Vicky Newham meanwhile is a former teacher and author of a police procedural series set in East London. Having studied psychology and with a fascination for psychopathology and murder, she drew on her experience of living and working in the area to write her debut novel, Turn a Blind Eye (April 2018), introducing DI Maya Rahman. Teaching a high quotient of Bangladeshi and Somali children, Vicky explained, meant she got to know her pupils’ backgrounds, why they were falling asleep in class, why they were missing lessons. Her book is a traditional police procedural, but the plot and characters came from the “psycho-geography” of the area.

Why writers and readers turn to crime at all was explored in ‘“More Crime, Less Justice”: Was Cicero Right?’ on Friday morning. William McIntyre, Peter Murphy, Sarah Vaughan and Yrsa Sigurdardottir under the expert moderation of LC Tyler debated the difference between law and justice. If justice is an ocean, law is the ship, William McIntyre observed. Peter Murphy, who acted as counsel in the Yugoslavian war crimes tribunal and has written six legal thrillers featuring barrister Ben Shroeder, added that justice throws labels. ‘One man’s terrorist is another’s freedom fighter,’ he said, explaining that the law is there to supple an objective standard. The crime novel is like the law, the panel suggested. It aims for order amongst the chaos, except that this is changing. Now books are seeking to get closer to the way things are, and the victim is becoming more important.

Another view emerged in ‘Power, Corruption and Greed: Just Another Day at the Office’ on Frida with Abir Mukherjee, Jeff Dowson, Abi Silver and Thomas Enger. Abir Mukherjee, author of the Sam Wyndham novels set in Calcutta under the Raj, suggested that writing is a search for identity. Britain formed India, he said, and the Raj informed Britain. How do you justify the oppression of another race? What is the impact on the governed and the governing? The truth is more nuanced than oppression, he continued, it’s also an evolution.

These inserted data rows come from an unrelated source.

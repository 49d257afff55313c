use crate::db::update::{Changeset, Field};
use serde::Serialize;

/// A Telegram group; its id comes from Telegram, not from the database.
#[derive(Debug, Clone, PartialEq, Eq, Serialize)]
pub struct Chat {
    pub telegram_chat_id: i64,
}

#[derive(Debug, Clone, PartialEq, Eq, Serialize)]
pub struct ChatSettings {
    pub chat: i64,
    pub chat_gpt: bool,
    pub welcome_meme: Option<String>,
}

#[derive(Debug, Clone, Default, PartialEq, Eq)]
pub struct ChatSettingsChanges {
    pub chat_gpt: Option<bool>,
    pub welcome_meme: Option<String>,
}

impl Changeset for ChatSettingsChanges {
    fn table(&self) -> &'static str {
        "chat_settings"
    }

    fn fields(&self) -> Vec<Field> {
        vec![
            Field::new("chat_gpt", "ChatGPT", self.chat_gpt),
            Field::new("welcome_meme", "приветственный мем", self.welcome_meme.clone()),
        ]
    }
}
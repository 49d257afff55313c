//! Subscriber setup for the binary. The library itself only emits events.
//!
//! `RUST_LOG` overrides the level; `--debug` lowers the default to debug.

use crate::errors::{AppError, AppResult};
use std::fs::{self, OpenOptions};
use std::path::Path;
use std::sync::Mutex;
use tracing_subscriber::EnvFilter;

/// Append formatted events to `log_file`, creating it if needed.
pub fn init_file_logging(log_file: &Path, debug: bool) -> AppResult<()> {
    let filter = if debug {
        EnvFilter::try_from_default_env().unwrap_or_else(|_| EnvFilter::new("debug"))
    } else {
        EnvFilter::try_from_default_env().unwrap_or_else(|_| EnvFilter::new("info"))
    };

    if let Some(dir) = log_file.parent()
        && !dir.as_os_str().is_empty()
    {
        fs::create_dir_all(dir)?;
    }

    let file = OpenOptions::new()
        .create(true)
        .append(true)
        .open(log_file)?;

    tracing_subscriber::fmt()
        .with_env_filter(filter)
        .with_writer(Mutex::new(file))
        .with_ansi(false)
        .try_init()
        .map_err(|e| AppError::Other(format!("logging setup failed: {}", e)))
}
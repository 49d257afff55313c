use crate::config::Config;
use crate::db::Database;
use crate::errors::AppResult;
use crate::ui::messages::{info, success};
use std::path::Path;

/// Handle the `init` command: write the effective config (including a `--db`
/// override) to `config_path`, then open and thereby bootstrap the database.
pub fn handle(cfg: &Config, config_path: &Path) -> AppResult<()> {
    cfg.save_to(config_path)?;
    info(format!("Config file: {}", config_path.display()));

    let db = Database::open_with(&cfg.database, cfg.store_options())?;

    success(format!("Database initialized at {}", db.path().display()));
    info(format!("Tables: {}", db.table_names().join(", ")));
    Ok(())
}
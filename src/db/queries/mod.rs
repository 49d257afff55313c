//! Entity operations. Each public method is one scoped transaction.

mod admin;
mod answer;
mod chat;
mod correction;
mod gym;
mod schedule;

use crate::db::pool::Database;
use crate::db::update::{Changeset, SetClause};
use crate::errors::{AppError, AppResult};
use crate::models::{Mutation, Outcome};
use rusqlite::Connection;
use std::fmt::Debug;
use tracing::info;

pub(crate) fn not_found(id: i64) -> Outcome {
    Outcome::error(format!("Запись {} не найдена", id))
}

/// Collect a query into a Vec, stopping at the first row error.
pub(crate) fn collect_rows<T, F>(conn: &Connection, sql: &str, key: i64, map: F) -> AppResult<Vec<T>>
where
    F: FnMut(&rusqlite::Row<'_>) -> rusqlite::Result<T>,
{
    let mut stmt = conn.prepare(sql)?;
    let rows = stmt.query_map([key], map)?;

    let mut out = Vec::new();
    for r in rows {
        out.push(r?);
    }
    Ok(out)
}

impl Database {
    /// Shared body of every `edit_*` that goes through the clause builder.
    ///
    /// An empty change set is answered with `empty_detail` without opening a
    /// connection. `describe` turns the applied clause into the success text.
    pub(crate) fn apply_changes<C, D>(
        &self,
        op: &str,
        key_column: &str,
        key: i64,
        changes: &C,
        empty_detail: &str,
        describe: D,
    ) -> AppResult<Mutation>
    where
        C: Changeset + Debug,
        D: FnOnce(&SetClause) -> String,
    {
        if changes.is_empty() {
            return Ok((Some(key), Outcome::error(empty_detail)));
        }

        let table = changes.table();
        self.with_tx(op, (key, changes), |tx| {
            let clause = SetClause::from_changeset(changes, self.catalog().columns(table))?
                .ok_or_else(|| AppError::Other(format!("{}: empty change set", op)))?;

            if clause.execute(tx, table, key_column, key)? == 0 {
                return Ok((Some(key), not_found(key)));
            }
            Ok((Some(key), Outcome::success(describe(&clause))))
        })
    }

    /// Shared body of every `remove_*` by primary key.
    pub(crate) fn delete_by_id(
        &self,
        op: &str,
        table: &str,
        id: i64,
        detail: &str,
    ) -> AppResult<Mutation> {
        self.with_tx(op, id, |tx| {
            let sql = format!("DELETE FROM \"{}\" WHERE id = ?1", table);
            if tx.execute(&sql, [id])? == 0 {
                return Ok((None, not_found(id)));
            }
            Ok((None, Outcome::success(detail)))
        })
    }

    pub fn table_names(&self) -> Vec<&str> {
        self.catalog().table_names()
    }

    pub fn column_names(&self, table: &str) -> &[String] {
        self.catalog().columns(table)
    }

    /// Delete every row of every known table.
    pub fn clear_all_tables(&self) -> AppResult<String> {
        let tables: Vec<String> = self
            .table_names()
            .into_iter()
            .map(str::to_string)
            .collect();

        self.with_tx("clear_all_tables", &tables, |tx| {
            // Children and parents go in one pass; checks run at commit.
            tx.execute_batch("PRAGMA defer_foreign_keys = ON;")?;
            for table in &tables {
                tx.execute(&format!("DELETE FROM \"{}\"", table), [])?;
            }
            info!(tables = tables.len(), "all tables cleared");
            Ok("Все таблицы базы данных были очищены".to_string())
        })
    }
}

So too was my experience of CrimeFest. As I talked and listened my interest was piqued by books I had never thought of dipping into and I found my own ideas evolving. What a tremendous event - long may the blood flow!

Jo Cohen Jones is a former journalist and documentary film maker. Retrained in group psychotherapy, she now works as a panel member for the youth offending service, writes thrillers that haven't been published yet and experiments with domestic noir.